Towards half-past seven, as the sun was rising, another rumour circulated, reassuring the impatient. It was a false alarm, a simple military promenade, such as the general occasionally ordered since the strike had broken out, at the desire of the prefect of Lille. The strikers detested this official; they reproached him with deceiving them by the promise of a conciliatory intervention, which was limited to a march of troops into Montsou every week, to overawe them. So when the cavalry and police quietly took the road back to Marchiennes, after contenting themselves with deafening the settlements by the stamping of their horses over the hard earth, the miners jeered at this innocent prefect and his soldiers who turned on their heels when things were beginning to get hot. Up till nine o’clock they stood peacefully about, in good humour, before their houses, following with their eyes up the streets the meek backs of the last gendarmes. In the depths of their large beds the good people of Montsou were still sleeping, with their heads among the feathers. At the manager’s house, Madame Hennebeau had just been seen setting out in the carriage, leaving M. Hennebeau at work, no doubt, for the closed and silent villa seemed dead. Not one of the pits had any military guard; it was a fatal lack of foresight in the hour of danger, the natural stupidity which accompanies catastrophes, the fault which a government commits whenever there is need of precise knowledge of the facts. And nine o’clock was striking when the colliers at last took the Vandame road, to repair to the rendezvous decided on the day before in the forest.

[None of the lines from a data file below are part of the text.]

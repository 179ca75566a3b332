use actix_web::{delete, get, put, web, HttpResponse};
use serde::{Deserialize, Serialize};
use uuid::Uuid;

use super::ViewerId;
use crate::error::Result;
use crate::metrics;
use crate::models::ReactionKind;
use crate::state::AppState;

#[derive(Debug, Deserialize)]
pub struct UpsertReactionRequest {
    pub kind: ReactionKind,
    pub comment_id: Option<Uuid>,
}

#[derive(Debug, Deserialize)]
pub struct ReactionTargetQuery {
    pub comment_id: Option<Uuid>,
}

#[derive(Debug, Serialize)]
pub struct RemoveReactionResponse {
    pub removed: bool,
}

/// PUT /api/v1/posts/{post_id}/reactions
#[put("/posts/{post_id}/reactions")]
pub async fn upsert_reaction(
    viewer: ViewerId,
    path: web::Path<Uuid>,
    body: web::Json<UpsertReactionRequest>,
    state: web::Data<AppState>,
) -> Result<HttpResponse> {
    let post_id = path.into_inner();
    let reaction = state
        .reactions
        .upsert(viewer.0, post_id, body.comment_id, body.kind)
        .await?;

    metrics::record_mutation("reaction_upsert");
    Ok(HttpResponse::Ok().json(reaction))
}

/// DELETE /api/v1/posts/{post_id}/reactions
#[delete("/posts/{post_id}/reactions")]
pub async fn remove_reaction(
    viewer: ViewerId,
    path: web::Path<Uuid>,
    query: web::Query<ReactionTargetQuery>,
    state: web::Data<AppState>,
) -> Result<HttpResponse> {
    let post_id = path.into_inner();
    let removed = state
        .reactions
        .remove(viewer.0, post_id, query.comment_id)
        .await?;

    metrics::record_mutation("reaction_remove");
    Ok(HttpResponse::Ok().json(RemoveReactionResponse { removed }))
}

/// GET /api/v1/posts/{post_id}/reactions
#[get("/posts/{post_id}/reactions")]
pub async fn get_reaction_status(
    viewer: ViewerId,
    path: web::Path<Uuid>,
    query: web::Query<ReactionTargetQuery>,
    state: web::Data<AppState>,
) -> Result<HttpResponse> {
    let post_id = path.into_inner();
    let status = state
        .reactions
        .reaction_status(post_id, viewer.0, query.comment_id)
        .await?;
    Ok(HttpResponse::Ok().json(status))
}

Étienne had very quickly perceived that he would certainly not find over at Jean-Bart the three thousand comrades on whom he was counting. Many believed that the demonstration was put off, and the worst was that two or three bands, already on the way, would compromise the cause if he did not at all costs put himself at their head. Almost a hundred, who had set out before daylight, were taking refuge beneath the forest beeches, waiting for the others. Souvarine, whom the young man went up to consult, shrugged his shoulders; ten resolute fellows could do more work than a crowd; and he turned back to the open book before him, refusing to join in. The thing threatened to turn into sentiment when it would have been enough to adopt the simple method of burning Montsou. As Étienne left the house he saw Rasseneur, seated before the metal stove and looking very pale, while his wife, in her everlasting black dress, was abusing him in polite and cutting terms.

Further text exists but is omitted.